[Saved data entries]
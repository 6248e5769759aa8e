//! Service layer for building a repository's issue report.
//!
//! This module implements `IssueQuerier`, which acts as the main entry point for retrieving
//! issue data. It handles:
//! 1. Planning the pages of the issue listing from the first page's `Link` header.
//! 2. Fetching the remaining pages concurrently.
//! 3. Aggregating the pages into the monthly series and state counts.
//!
//! Every call recomputes the report from scratch.

use crate::config::{AppConfig, RepoId};
use crate::error::ApiError;
use crate::fetcher;
use crate::github::GitHubClient;
use crate::metrics::{self, IssueReport};

#[derive(Clone)]
pub struct IssueQuerier {
    client: GitHubClient,
}

impl IssueQuerier {
    /// Initializes a new IssueQuerier with a GitHub client configured from `config`.
    pub fn new(config: &AppConfig) -> anyhow::Result<Self> {
        Ok(Self {
            client: GitHubClient::new(config)?,
        })
    }

    /// Fetches every issue of the repository and derives the dashboard report.
    pub async fn get(&self, repo_id: &RepoId) -> Result<IssueReport, ApiError> {
        let plan = self.client.plan_pages(repo_id).await?;
        let remaining = fetcher::fetch_pages(&self.client, &plan.remaining_urls).await?;

        let pages = std::iter::once(plan.first_page).chain(remaining);
        let issues = metrics::build_dataset(pages);
        tracing::info!(repo_id = %repo_id, issues = issues.len(), "Fetched issues");

        Ok(metrics::summarize(issues))
    }
}
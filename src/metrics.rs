use crate::github::GitHubIssue;
use chrono::{DateTime, Datelike, NaiveDate, Utc};
use std::collections::{BTreeMap, HashMap};
use std::fmt;

const OPEN_STATE: &str = "open";
const CLOSED_STATE: &str = "closed";

/// An issue after pull requests have been filtered out and unused fields dropped.
#[derive(Debug, Clone, PartialEq)]
pub struct Issue {
    pub id: u64,
    /// Spreadsheet formula linking to the issue on GitHub.
    pub issue_url: String,
    pub title: String,
    pub state: String,
    pub comments: u64,
    pub created_at: DateTime<Utc>,
    pub closed_at: Option<DateTime<Utc>>,
}

impl Issue {
    pub fn is_open(&self) -> bool {
        self.state == OPEN_STATE
    }
}

/// A calendar month, the bucket used for the time series.
#[derive(Clone, Copy, Debug, PartialEq, Eq, PartialOrd, Ord, Hash)]
pub struct YearMonth {
    pub year: i32,
    pub month: u32,
}

impl YearMonth {
    pub fn of(timestamp: &DateTime<Utc>) -> Self {
        Self {
            year: timestamp.year(),
            month: timestamp.month(),
        }
    }

    pub fn succ(self) -> Self {
        if self.month == 12 {
            Self {
                year: self.year + 1,
                month: 1,
            }
        } else {
            Self {
                year: self.year,
                month: self.month + 1,
            }
        }
    }

    /// The last day of the month, which labels the bucket.
    pub fn end_date(self) -> Option<NaiveDate> {
        let next = self.succ();
        NaiveDate::from_ymd_opt(next.year, next.month, 1)?.pred_opt()
    }
}

impl fmt::Display for YearMonth {
    fn fmt(&self, f: &mut fmt::Formatter<'_>) -> fmt::Result {
        write!(f, "{:04}-{:02}", self.year, self.month)
    }
}

/// One month of the `Total Issues` / `Closed Issues` table.
///
/// A column is `None` for months outside the span of its own events, e.g. `closed`
/// before the first issue was ever closed.
#[derive(Debug, Clone, Copy, PartialEq, Eq)]
pub struct MonthlyPoint {
    pub month: YearMonth,
    pub total: Option<u64>,
    pub closed: Option<u64>,
}

/// Issue counts by state. Only the two states the dashboard shows are kept.
#[derive(Debug, Clone, Copy, Default, PartialEq, Eq)]
pub struct StateTally {
    pub open: Option<u64>,
    pub closed: Option<u64>,
}

/// Everything the dashboard displays for one repository.
#[derive(Debug, Clone)]
pub struct IssueReport {
    pub issues: Vec<Issue>,
    pub cumulative: Vec<MonthlyPoint>,
    pub tally: StateTally,
}

/// Builds the `=HYPERLINK(...)` formula shown in the issue table.
pub fn hyperlink_formula(html_url: &str, number: u64) -> String {
    format!("=HYPERLINK(\"{html_url}\", \"{number}\")")
}

/// Concatenates the pages in order, drops pull requests and projects the remaining entries.
pub fn build_dataset<I>(pages: I) -> Vec<Issue>
where
    I: IntoIterator<Item = Vec<GitHubIssue>>,
{
    pages
        .into_iter()
        .flatten()
        .filter(|issue| !issue.is_pull_request())
        .map(|issue| Issue {
            id: issue.id,
            issue_url: hyperlink_formula(&issue.html_url, issue.number),
            title: issue.title,
            state: issue.state,
            comments: issue.comments,
            created_at: issue.created_at,
            closed_at: issue.closed_at,
        })
        .collect()
}

/// Counts created and closed issues per calendar month.
///
/// The result covers every month from the earliest to the latest event. Within the span of
/// its own events a column counts zero for quiet months; outside that span it is `None`.
pub fn monthly_counts(issues: &[Issue]) -> Vec<MonthlyPoint> {
    let created = bucket(issues.iter().map(|issue| issue.created_at));
    let closed = bucket(issues.iter().filter_map(|issue| issue.closed_at));

    let bounds = |counts: &BTreeMap<YearMonth, u64>| {
        Some((*counts.keys().next()?, *counts.keys().next_back()?))
    };
    let created_span = bounds(&created);
    let closed_span = bounds(&closed);

    let (first, last) = match (created_span, closed_span) {
        (Some((a, b)), Some((c, d))) => (a.min(c), b.max(d)),
        (Some(span), None) | (None, Some(span)) => span,
        (None, None) => return Vec::new(),
    };

    let value = |counts: &BTreeMap<YearMonth, u64>,
                 span: Option<(YearMonth, YearMonth)>,
                 month: YearMonth| {
        span.filter(|(start, end)| *start <= month && month <= *end)
            .map(|_| counts.get(&month).copied().unwrap_or(0))
    };

    let mut points = Vec::new();
    let mut month = first;
    while month <= last {
        points.push(MonthlyPoint {
            month,
            total: value(&created, created_span, month),
            closed: value(&closed, closed_span, month),
        });
        month = month.succ();
    }
    points
}

fn bucket(timestamps: impl Iterator<Item = DateTime<Utc>>) -> BTreeMap<YearMonth, u64> {
    let mut counts = BTreeMap::new();
    for timestamp in timestamps {
        *counts.entry(YearMonth::of(&timestamp)).or_insert(0) += 1;
    }
    counts
}

/// Running totals of the monthly counts, forward-filled over months a column has no value for.
///
/// Months before a column's first value stay `None`.
pub fn cumulative(counts: &[MonthlyPoint]) -> Vec<MonthlyPoint> {
    let mut total = RunningSum::default();
    let mut closed = RunningSum::default();

    counts
        .iter()
        .map(|point| MonthlyPoint {
            month: point.month,
            total: total.push(point.total),
            closed: closed.push(point.closed),
        })
        .collect()
}

#[derive(Default)]
struct RunningSum {
    sum: Option<u64>,
}

impl RunningSum {
    fn push(&mut self, value: Option<u64>) -> Option<u64> {
        if let Some(value) = value {
            self.sum = Some(self.sum.unwrap_or(0) + value);
        }
        self.sum
    }
}

/// Counts issues in the `open` and `closed` states.
///
/// Any other state is left out of the tally.
pub fn tally_states(issues: &[Issue]) -> StateTally {
    let mut counts: HashMap<&str, u64> = HashMap::new();
    for issue in issues {
        *counts.entry(issue.state.as_str()).or_insert(0) += 1;
    }

    for (state, count) in &counts {
        if *state != OPEN_STATE && *state != CLOSED_STATE {
            tracing::warn!(state, count, "Ignoring issues with unrecognized state");
        }
    }

    StateTally {
        open: counts.get(OPEN_STATE).copied(),
        closed: counts.get(CLOSED_STATE).copied(),
    }
}

/// Derives the time series and state tally for a dataset.
pub fn summarize(issues: Vec<Issue>) -> IssueReport {
    let cumulative = cumulative(&monthly_counts(&issues));
    let tally = tally_states(&issues);

    IssueReport {
        issues,
        cumulative,
        tally,
    }
}

#[cfg(test)]
mod tests {
    use super::*;
    use chrono::TimeZone;

    fn ts(year: i32, month: u32, day: u32) -> DateTime<Utc> {
        Utc.with_ymd_and_hms(year, month, day, 12, 0, 0).unwrap()
    }

    fn ym(year: i32, month: u32) -> YearMonth {
        YearMonth { year, month }
    }

    fn issue(id: u64, created_at: DateTime<Utc>, closed_at: Option<DateTime<Utc>>) -> Issue {
        Issue {
            id,
            issue_url: hyperlink_formula("https://github.com/octo/repo/issues/1", id),
            title: format!("Issue {id}"),
            state: if closed_at.is_some() { "closed" } else { "open" }.to_string(),
            comments: 0,
            created_at,
            closed_at,
        }
    }

    fn raw(number: u64, pull_request: bool) -> GitHubIssue {
        GitHubIssue {
            id: number * 10,
            html_url: format!("https://github.com/octo/repo/issues/{number}"),
            number,
            title: format!("Entry {number}"),
            state: "open".to_string(),
            comments: 2,
            pull_request: pull_request.then(|| serde_json::json!({ "url": "x" })),
            created_at: ts(2024, 1, 1),
            closed_at: None,
        }
    }

    #[test]
    fn test_hyperlink_formula() {
        assert_eq!(
            hyperlink_formula("https://github.com/octo/repo/issues/42", 42),
            "=HYPERLINK(\"https://github.com/octo/repo/issues/42\", \"42\")"
        );
    }

    #[test]
    fn test_build_dataset_keeps_page_order_and_drops_pull_requests() {
        let pages = vec![
            vec![raw(1, false), raw(2, true)],
            vec![raw(3, true), raw(4, false)],
            vec![raw(5, false)],
        ];
        let issues = build_dataset(pages);

        let ids: Vec<u64> = issues.iter().map(|issue| issue.id).collect();
        assert_eq!(ids, vec![10, 40, 50]);
        assert_eq!(
            issues[1].issue_url,
            "=HYPERLINK(\"https://github.com/octo/repo/issues/4\", \"4\")"
        );
        assert_eq!(issues[1].comments, 2);
    }

    #[test]
    fn test_month_end_dates() {
        assert_eq!(ym(2024, 2).end_date(), NaiveDate::from_ymd_opt(2024, 2, 29));
        assert_eq!(ym(2023, 12).end_date(), NaiveDate::from_ymd_opt(2023, 12, 31));
        assert_eq!(ym(2023, 12).succ(), ym(2024, 1));
        assert_eq!(ym(2023, 4).to_string(), "2023-04");
    }

    #[test]
    fn test_monthly_counts_empty() {
        assert!(monthly_counts(&[]).is_empty());
        assert!(cumulative(&[]).is_empty());
    }

    #[test]
    fn test_gap_month_carries_previous_total() {
        let issues = vec![
            issue(1, ts(2024, 1, 3), None),
            issue(2, ts(2024, 1, 20), None),
            issue(3, ts(2024, 3, 2), None),
        ];

        let counts = monthly_counts(&issues);
        assert_eq!(counts.len(), 3);
        assert_eq!(counts[1].month, ym(2024, 2));
        assert_eq!(counts[1].total, Some(0));

        let series = cumulative(&counts);
        assert_eq!(series[0].total, Some(2));
        assert_eq!(series[1].total, Some(2));
        assert_eq!(series[2].total, Some(3));
        assert!(series.iter().all(|point| point.closed.is_none()));
    }

    #[test]
    fn test_closed_after_last_creation_is_forward_filled() {
        let issues = vec![
            issue(1, ts(2024, 1, 3), Some(ts(2024, 4, 1))),
            issue(2, ts(2024, 1, 9), Some(ts(2024, 2, 1))),
        ];

        let counts = monthly_counts(&issues);
        let months: Vec<YearMonth> = counts.iter().map(|point| point.month).collect();
        assert_eq!(months, vec![ym(2024, 1), ym(2024, 2), ym(2024, 3), ym(2024, 4)]);
        assert_eq!(counts[0].closed, None);
        assert_eq!(counts[3].total, None);

        let series = cumulative(&counts);
        let totals: Vec<Option<u64>> = series.iter().map(|point| point.total).collect();
        let closed: Vec<Option<u64>> = series.iter().map(|point| point.closed).collect();
        assert_eq!(totals, vec![Some(2), Some(2), Some(2), Some(2)]);
        assert_eq!(closed, vec![None, Some(1), Some(1), Some(2)]);
    }

    #[test]
    fn test_cumulative_is_non_decreasing_for_any_input_order() {
        let mut issues = vec![
            issue(1, ts(2023, 11, 3), Some(ts(2024, 2, 1))),
            issue(2, ts(2024, 2, 9), None),
            issue(3, ts(2023, 10, 1), Some(ts(2023, 10, 2))),
            issue(4, ts(2024, 5, 30), Some(ts(2024, 6, 1))),
            issue(5, ts(2023, 12, 31), None),
        ];
        let forward = cumulative(&monthly_counts(&issues));
        issues.reverse();
        let backward = cumulative(&monthly_counts(&issues));
        assert_eq!(forward, backward);

        for pair in forward.windows(2) {
            assert!(pair[0].total <= pair[1].total);
            assert!(pair[0].closed <= pair[1].closed);
        }
        let last = forward.last().unwrap();
        assert_eq!(last.total, Some(5));
        assert_eq!(last.closed, Some(3));
    }

    #[test]
    fn test_tally_states_ignores_unknown_states() {
        let mut issues = vec![
            issue(1, ts(2024, 1, 1), None),
            issue(2, ts(2024, 1, 1), None),
            issue(3, ts(2024, 1, 1), Some(ts(2024, 1, 2))),
        ];
        issues.push(Issue {
            state: "locked".to_string(),
            ..issue(4, ts(2024, 1, 1), None)
        });

        let tally = tally_states(&issues);
        assert_eq!(tally.open, Some(2));
        assert_eq!(tally.closed, Some(1));

        let only_open = tally_states(&issues[..2]);
        assert_eq!(only_open.closed, None);
    }

    #[test]
    fn test_summarize() {
        let report = summarize(vec![
            issue(1, ts(2024, 1, 1), None),
            issue(2, ts(2024, 2, 1), Some(ts(2024, 2, 3))),
        ]);
        assert_eq!(report.issues.len(), 2);
        assert_eq!(report.cumulative.len(), 2);
        assert_eq!(report.tally, StateTally { open: Some(1), closed: Some(1) });
    }
}
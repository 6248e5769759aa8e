use crate::error::ApiError;
use crate::github::{GitHubClient, GitHubIssue};
use futures::future::try_join_all;

/// Fetches every URL concurrently and returns the pages in the order the URLs were given.
///
/// All requests share the client's connection pool. The first failing page aborts the whole
/// batch; the requests still in flight are dropped rather than awaited.
pub async fn fetch_pages(
    client: &GitHubClient,
    urls: &[String],
) -> Result<Vec<Vec<GitHubIssue>>, ApiError> {
    if urls.is_empty() {
        return Ok(Vec::new());
    }

    tracing::debug!(pages = urls.len(), "Fetching remaining issue pages");
    let pages = try_join_all(urls.iter().map(|url| client.fetch_page(url))).await?;

    Ok(pages.into_iter().map(|page| page.issues).collect())
}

▶ ABOUT THIS EXERCISE: Return only those lines that run from the one containing "Some(1), closed: Some(1)" through the end of the entries, keeping each exactly as written.

▶ RESPONSE AREA:
        assert_eq!(report.tally, StateTally { open: Some(1), closed: Some(1) });
    }
}
repository 6248e5769759aa8e
use crate::error::ApiError;
use crate::github::{GitHubClient, GitHubIssue};
use futures::future::try_join_all;

/// Fetches every URL concurrently and returns the pages in the order the URLs were given.
///
/// All requests share the client's connection pool. The first failing page aborts the whole
/// batch; the requests still in flight are dropped rather than awaited.
pub async fn fetch_pages(
    client: &GitHubClient,
    urls: &[String],
) -> Result<Vec<Vec<GitHubIssue>>, ApiError> {
    if urls.is_empty() {
        return Ok(Vec::new());
    }

    tracing::debug!(pages = urls.len(), "Fetching remaining issue pages");
    let pages = try_join_all(urls.iter().map(|url| client.fetch_page(url))).await?;

    Ok(pages.into_iter().map(|page| page.issues).collect())
}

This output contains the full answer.